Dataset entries
────────────────
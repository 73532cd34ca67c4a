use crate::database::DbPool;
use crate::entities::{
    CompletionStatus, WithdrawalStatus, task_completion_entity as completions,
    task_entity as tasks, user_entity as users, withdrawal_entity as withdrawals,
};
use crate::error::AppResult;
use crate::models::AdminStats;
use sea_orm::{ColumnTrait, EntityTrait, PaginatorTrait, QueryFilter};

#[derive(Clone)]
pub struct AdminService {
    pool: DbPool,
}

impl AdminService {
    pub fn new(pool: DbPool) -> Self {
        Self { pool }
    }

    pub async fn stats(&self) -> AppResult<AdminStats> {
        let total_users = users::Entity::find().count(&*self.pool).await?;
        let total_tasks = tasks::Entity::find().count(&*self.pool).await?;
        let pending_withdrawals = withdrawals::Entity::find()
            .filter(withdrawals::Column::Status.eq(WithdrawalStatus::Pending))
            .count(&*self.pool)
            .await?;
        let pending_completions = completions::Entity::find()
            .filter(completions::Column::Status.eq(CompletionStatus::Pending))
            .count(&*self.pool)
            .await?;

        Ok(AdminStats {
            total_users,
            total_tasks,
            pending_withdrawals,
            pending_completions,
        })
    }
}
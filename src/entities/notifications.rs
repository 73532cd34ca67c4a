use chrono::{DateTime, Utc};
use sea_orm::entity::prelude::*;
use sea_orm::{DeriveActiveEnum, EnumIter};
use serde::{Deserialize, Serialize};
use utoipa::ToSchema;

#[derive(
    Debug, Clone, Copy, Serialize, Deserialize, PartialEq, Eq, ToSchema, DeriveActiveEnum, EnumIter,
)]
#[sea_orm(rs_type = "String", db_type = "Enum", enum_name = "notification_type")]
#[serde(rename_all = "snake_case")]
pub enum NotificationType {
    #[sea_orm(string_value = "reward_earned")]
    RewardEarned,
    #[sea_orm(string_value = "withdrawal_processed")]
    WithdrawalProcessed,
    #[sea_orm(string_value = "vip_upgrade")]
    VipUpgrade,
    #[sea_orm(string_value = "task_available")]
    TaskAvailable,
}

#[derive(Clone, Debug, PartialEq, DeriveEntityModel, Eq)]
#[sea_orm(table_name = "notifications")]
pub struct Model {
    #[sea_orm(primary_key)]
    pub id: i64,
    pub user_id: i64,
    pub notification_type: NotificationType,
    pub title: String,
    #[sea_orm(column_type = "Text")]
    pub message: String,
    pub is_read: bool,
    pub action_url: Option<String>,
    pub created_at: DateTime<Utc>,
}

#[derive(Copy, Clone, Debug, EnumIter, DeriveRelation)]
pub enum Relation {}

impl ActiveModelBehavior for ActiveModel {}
────────────────
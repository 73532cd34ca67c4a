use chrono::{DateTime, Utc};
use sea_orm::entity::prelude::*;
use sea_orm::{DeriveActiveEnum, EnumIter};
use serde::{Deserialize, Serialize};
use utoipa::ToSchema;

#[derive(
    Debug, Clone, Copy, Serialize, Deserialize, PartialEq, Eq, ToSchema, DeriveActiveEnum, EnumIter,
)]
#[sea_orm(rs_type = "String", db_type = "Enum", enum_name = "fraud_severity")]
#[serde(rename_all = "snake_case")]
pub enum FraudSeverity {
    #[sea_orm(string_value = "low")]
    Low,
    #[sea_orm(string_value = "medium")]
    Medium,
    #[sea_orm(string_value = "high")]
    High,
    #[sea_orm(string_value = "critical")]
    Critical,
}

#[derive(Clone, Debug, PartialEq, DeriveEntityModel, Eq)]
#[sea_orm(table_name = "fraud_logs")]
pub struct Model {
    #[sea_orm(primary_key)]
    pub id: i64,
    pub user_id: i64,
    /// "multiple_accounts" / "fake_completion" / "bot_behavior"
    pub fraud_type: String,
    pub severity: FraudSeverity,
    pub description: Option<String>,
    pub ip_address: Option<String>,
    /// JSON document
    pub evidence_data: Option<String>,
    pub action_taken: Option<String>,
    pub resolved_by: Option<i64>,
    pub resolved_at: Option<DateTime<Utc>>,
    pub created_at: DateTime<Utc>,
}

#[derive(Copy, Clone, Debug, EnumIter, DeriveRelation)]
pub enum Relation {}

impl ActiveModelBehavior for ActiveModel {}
────────────────
**What is expected**
Beginning at the line above with "#[derive(Clone)]" and finishing at the line with "filename src/entities/notifications.rs", return each line exactly and return nothing else.

**Exercise output**
#[derive(Clone)]
pub struct AdminService {
    pool: DbPool,
}

impl AdminService {
    pub fn new(pool: DbPool) -> Self {
        Self { pool }
    }

    pub async fn stats(&self) -> AppResult<AdminStats> {
        let total_users = users::Entity::find().count(&*self.pool).await?;
        let total_tasks = tasks::Entity::find().count(&*self.pool).await?;
        let pending_withdrawals = withdrawals::Entity::find()
            .filter(withdrawals::Column::Status.eq(WithdrawalStatus::Pending))
            .count(&*self.pool)
            .await?;
        let pending_completions = completions::Entity::find()
            .filter(completions::Column::Status.eq(CompletionStatus::Pending))
            .count(&*self.pool)
            .await?;

        Ok(AdminStats {
            total_users,
            total_tasks,
            pending_withdrawals,
            pending_completions,
        })
    }
}
filename src/entities/notifications.rs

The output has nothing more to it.